» What the task asks:
Make an exact copy of the listing below.

─── Record excerpts ───

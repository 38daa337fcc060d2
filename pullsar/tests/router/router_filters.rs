use crate::helpers::{d, fixtures};

#[tokio::test]
async fn filters_list_versions_and_sort_types() {
    let opts = fixtures().filters().await.unwrap();
    assert_eq!(
        opts.ocp_versions,
        ["v4.14", "v4.15", "v4.16", "v4.17", "v4.18"]
    );
    assert_eq!(opts.sort_types, ["pulls", "name", "trend"]);
}

#[tokio::test]
async fn api_config_comes_from_the_connector() {
    let cfg = fixtures().api_config().await.unwrap();
    assert_eq!(cfg.db_start_date, d(2025, 1, 1));
    assert_eq!(cfg.export_max_days, 90);
    assert_eq!(cfg.all_operators_catalog, "all_operators");
}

───

» Answer to this exercise:
repository 38daa337fcc060d2
filename pullsar/tests/router/router_filters.rs
use crate::helpers::{d, fixtures};

#[tokio::test]
async fn filters_list_versions_and_sort_types() {
    let opts = fixtures().filters().await.unwrap();
    assert_eq!(
        opts.ocp_versions,
        ["v4.14", "v4.15", "v4.16", "v4.17", "v4.18"]
    );
    assert_eq!(opts.sort_types, ["pulls", "name", "trend"]);
}

#[tokio::test]
async fn api_config_comes_from_the_connector() {
    let cfg = fixtures().api_config().await.unwrap();
    assert_eq!(cfg.db_start_date, d(2025, 1, 1));
    assert_eq!(cfg.export_max_days, 90);
    assert_eq!(cfg.all_operators_catalog, "all_operators");
}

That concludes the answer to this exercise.